_TASK INSTRUCTIONS_: Reproduce the data exactly; no word may be added or dropped.

━━━━━━━━━━━━━━━━

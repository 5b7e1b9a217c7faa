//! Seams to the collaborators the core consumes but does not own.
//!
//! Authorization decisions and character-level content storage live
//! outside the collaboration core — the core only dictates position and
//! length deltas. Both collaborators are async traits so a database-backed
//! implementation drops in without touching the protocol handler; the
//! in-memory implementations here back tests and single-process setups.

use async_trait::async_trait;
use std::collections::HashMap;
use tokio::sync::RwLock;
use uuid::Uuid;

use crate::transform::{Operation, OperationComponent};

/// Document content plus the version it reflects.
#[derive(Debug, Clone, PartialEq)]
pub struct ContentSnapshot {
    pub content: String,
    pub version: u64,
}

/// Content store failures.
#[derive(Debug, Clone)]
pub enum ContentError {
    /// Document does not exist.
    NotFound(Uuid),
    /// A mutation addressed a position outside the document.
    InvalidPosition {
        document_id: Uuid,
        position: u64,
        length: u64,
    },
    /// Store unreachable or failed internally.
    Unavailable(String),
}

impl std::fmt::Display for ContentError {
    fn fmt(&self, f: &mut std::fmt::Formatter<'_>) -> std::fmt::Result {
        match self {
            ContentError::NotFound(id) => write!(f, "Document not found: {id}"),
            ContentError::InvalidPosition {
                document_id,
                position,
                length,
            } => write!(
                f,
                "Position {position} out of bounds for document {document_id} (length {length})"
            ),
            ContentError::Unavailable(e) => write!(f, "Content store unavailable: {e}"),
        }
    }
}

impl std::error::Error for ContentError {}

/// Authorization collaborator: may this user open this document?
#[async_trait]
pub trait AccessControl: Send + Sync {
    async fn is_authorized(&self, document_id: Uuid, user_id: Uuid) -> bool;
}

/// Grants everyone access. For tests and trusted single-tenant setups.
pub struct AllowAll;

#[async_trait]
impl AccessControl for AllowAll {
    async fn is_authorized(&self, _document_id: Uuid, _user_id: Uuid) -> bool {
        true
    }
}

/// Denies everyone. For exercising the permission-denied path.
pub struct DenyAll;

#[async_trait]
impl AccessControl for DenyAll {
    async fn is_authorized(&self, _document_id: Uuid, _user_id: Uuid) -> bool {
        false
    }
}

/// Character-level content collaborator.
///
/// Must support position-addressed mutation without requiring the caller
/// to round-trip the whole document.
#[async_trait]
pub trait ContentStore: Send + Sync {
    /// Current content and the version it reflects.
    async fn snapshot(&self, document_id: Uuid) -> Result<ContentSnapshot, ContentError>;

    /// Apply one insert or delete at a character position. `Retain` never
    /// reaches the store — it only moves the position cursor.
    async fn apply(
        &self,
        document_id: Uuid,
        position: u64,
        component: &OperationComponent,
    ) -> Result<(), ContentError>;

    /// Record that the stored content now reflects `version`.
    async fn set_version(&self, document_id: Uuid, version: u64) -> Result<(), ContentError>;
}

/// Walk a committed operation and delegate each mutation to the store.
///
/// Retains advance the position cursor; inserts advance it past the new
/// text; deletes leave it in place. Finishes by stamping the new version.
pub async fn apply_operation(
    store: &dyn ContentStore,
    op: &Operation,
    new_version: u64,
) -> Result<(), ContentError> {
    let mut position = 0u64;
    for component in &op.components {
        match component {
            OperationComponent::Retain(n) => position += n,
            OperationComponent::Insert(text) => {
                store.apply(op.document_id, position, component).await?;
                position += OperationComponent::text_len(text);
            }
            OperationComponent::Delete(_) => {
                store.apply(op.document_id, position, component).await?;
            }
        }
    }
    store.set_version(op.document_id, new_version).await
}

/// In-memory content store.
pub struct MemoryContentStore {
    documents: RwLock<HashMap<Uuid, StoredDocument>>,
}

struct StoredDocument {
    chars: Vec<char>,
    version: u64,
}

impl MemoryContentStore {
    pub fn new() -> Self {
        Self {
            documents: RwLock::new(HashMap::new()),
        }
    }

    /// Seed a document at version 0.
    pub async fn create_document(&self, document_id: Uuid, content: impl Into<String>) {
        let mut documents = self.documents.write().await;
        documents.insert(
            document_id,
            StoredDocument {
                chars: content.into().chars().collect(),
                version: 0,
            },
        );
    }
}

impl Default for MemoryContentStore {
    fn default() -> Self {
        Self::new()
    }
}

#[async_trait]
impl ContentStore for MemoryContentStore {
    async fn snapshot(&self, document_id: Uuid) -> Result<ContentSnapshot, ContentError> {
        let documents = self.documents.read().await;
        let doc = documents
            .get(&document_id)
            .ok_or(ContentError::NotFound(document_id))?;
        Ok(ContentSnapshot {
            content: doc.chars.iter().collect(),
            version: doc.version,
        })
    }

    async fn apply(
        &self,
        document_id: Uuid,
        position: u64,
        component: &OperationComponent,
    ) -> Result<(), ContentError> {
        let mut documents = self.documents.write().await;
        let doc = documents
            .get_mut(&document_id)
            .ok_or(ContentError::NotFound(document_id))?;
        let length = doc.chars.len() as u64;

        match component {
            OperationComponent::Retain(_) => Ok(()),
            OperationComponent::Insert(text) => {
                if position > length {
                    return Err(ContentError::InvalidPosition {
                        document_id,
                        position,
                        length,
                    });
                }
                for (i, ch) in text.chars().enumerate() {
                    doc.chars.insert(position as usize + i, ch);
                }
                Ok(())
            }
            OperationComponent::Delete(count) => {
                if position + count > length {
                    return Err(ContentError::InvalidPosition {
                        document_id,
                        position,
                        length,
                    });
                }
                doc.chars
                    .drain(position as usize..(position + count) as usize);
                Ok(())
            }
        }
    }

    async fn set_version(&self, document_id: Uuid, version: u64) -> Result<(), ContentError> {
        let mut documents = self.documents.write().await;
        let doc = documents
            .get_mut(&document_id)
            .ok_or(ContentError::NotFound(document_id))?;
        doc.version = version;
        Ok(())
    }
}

━━━━━━━━━━━━━━━━

_ANSWER BOX_:
repository 5b7e1b9a217c7faa
//! Seams to the collaborators the core consumes but does not own.
//!
//! Authorization decisions and character-level content storage live
//! outside the collaboration core — the core only dictates position and
//! length deltas. Both collaborators are async traits so a database-backed
//! implementation drops in without touching the protocol handler; the
//! in-memory implementations here back tests and single-process setups.

use async_trait::async_trait;
use std::collections::HashMap;
use tokio::sync::RwLock;
use uuid::Uuid;

use crate::transform::{Operation, OperationComponent};

/// Document content plus the version it reflects.
#[derive(Debug, Clone, PartialEq)]
pub struct ContentSnapshot {
    pub content: String,
    pub version: u64,
}

/// Content store failures.
#[derive(Debug, Clone)]
pub enum ContentError {
    /// Document does not exist.
    NotFound(Uuid),
    /// A mutation addressed a position outside the document.
    InvalidPosition {
        document_id: Uuid,
        position: u64,
        length: u64,
    },
    /// Store unreachable or failed internally.
    Unavailable(String),
}

impl std::fmt::Display for ContentError {
    fn fmt(&self, f: &mut std::fmt::Formatter<'_>) -> std::fmt::Result {
        match self {
            ContentError::NotFound(id) => write!(f, "Document not found: {id}"),
            ContentError::InvalidPosition {
                document_id,
                position,
                length,
            } => write!(
                f,
                "Position {position} out of bounds for document {document_id} (length {length})"
            ),
            ContentError::Unavailable(e) => write!(f, "Content store unavailable: {e}"),
        }
    }
}

impl std::error::Error for ContentError {}

/// Authorization collaborator: may this user open this document?
#[async_trait]
pub trait AccessControl: Send + Sync {
    async fn is_authorized(&self, document_id: Uuid, user_id: Uuid) -> bool;
}

/// Grants everyone access. For tests and trusted single-tenant setups.
pub struct AllowAll;

#[async_trait]
impl AccessControl for AllowAll {
    async fn is_authorized(&self, _document_id: Uuid, _user_id: Uuid) -> bool {
        true
    }
}

/// Denies everyone. For exercising the permission-denied path.
pub struct DenyAll;

#[async_trait]
impl AccessControl for DenyAll {
    async fn is_authorized(&self, _document_id: Uuid, _user_id: Uuid) -> bool {
        false
    }
}

/// Character-level content collaborator.
///
/// Must support position-addressed mutation without requiring the caller
/// to round-trip the whole document.
#[async_trait]
pub trait ContentStore: Send + Sync {
    /// Current content and the version it reflects.
    async fn snapshot(&self, document_id: Uuid) -> Result<ContentSnapshot, ContentError>;

    /// Apply one insert or delete at a character position. `Retain` never
    /// reaches the store — it only moves the position cursor.
    async fn apply(
        &self,
        document_id: Uuid,
        position: u64,
        component: &OperationComponent,
    ) -> Result<(), ContentError>;

    /// Record that the stored content now reflects `version`.
    async fn set_version(&self, document_id: Uuid, version: u64) -> Result<(), ContentError>;
}

/// Walk a committed operation and delegate each mutation to the store.
///
/// Retains advance the position cursor; inserts advance it past the new
/// text; deletes leave it in place. Finishes by stamping the new version.
pub async fn apply_operation(
    store: &dyn ContentStore,
    op: &Operation,
    new_version: u64,
) -> Result<(), ContentError> {
    let mut position = 0u64;
    for component in &op.components {
        match component {
            OperationComponent::Retain(n) => position += n,
            OperationComponent::Insert(text) => {
                store.apply(op.document_id, position, component).await?;
                position += OperationComponent::text_len(text);
            }
            OperationComponent::Delete(_) => {
                store.apply(op.document_id, position, component).await?;
            }
        }
    }
    store.set_version(op.document_id, new_version).await
}

/// In-memory content store.
pub struct MemoryContentStore {
    documents: RwLock<HashMap<Uuid, StoredDocument>>,
}

struct StoredDocument {
    chars: Vec<char>,
    version: u64,
}

impl MemoryContentStore {
    pub fn new() -> Self {
        Self {
            documents: RwLock::new(HashMap::new()),
        }
    }

    /// Seed a document at version 0.
    pub async fn create_document(&self, document_id: Uuid, content: impl Into<String>) {
        let mut documents = self.documents.write().await;
        documents.insert(
            document_id,
            StoredDocument {
                chars: content.into().chars().collect(),
                version: 0,
            },
        );
    }
}

impl Default for MemoryContentStore {
    fn default() -> Self {
        Self::new()
    }
}

#[async_trait]
impl ContentStore for MemoryContentStore {
    async fn snapshot(&self, document_id: Uuid) -> Result<ContentSnapshot, ContentError> {
        let documents = self.documents.read().await;
        let doc = documents
            .get(&document_id)
            .ok_or(ContentError::NotFound(document_id))?;
        Ok(ContentSnapshot {
            content: doc.chars.iter().collect(),
            version: doc.version,
        })
    }

    async fn apply(
        &self,
        document_id: Uuid,
        position: u64,
        component: &OperationComponent,
    ) -> Result<(), ContentError> {
        let mut documents = self.documents.write().await;
        let doc = documents
            .get_mut(&document_id)
            .ok_or(ContentError::NotFound(document_id))?;
        let length = doc.chars.len() as u64;

        match component {
            OperationComponent::Retain(_) => Ok(()),
            OperationComponent::Insert(text) => {
                if position > length {
                    return Err(ContentError::InvalidPosition {
                        document_id,
                        position,
                        length,
                    });
                }
                for (i, ch) in text.chars().enumerate() {
                    doc.chars.insert(position as usize + i, ch);
                }
                Ok(())
            }
            OperationComponent::Delete(count) => {
                if position + count > length {
                    return Err(ContentError::InvalidPosition {
                        document_id,
                        position,
                        length,
                    });
                }
                doc.chars
                    .drain(position as usize..(position + count) as usize);
                Ok(())
            }
        }
    }

    async fn set_version(&self, document_id: Uuid, version: u64) -> Result<(), ContentError> {
        let mut documents = self.documents.write().await;
        let doc = documents
            .get_mut(&document_id)
            .ok_or(ContentError::NotFound(document_id))?;
        doc.version = version;
        Ok(())
    }
}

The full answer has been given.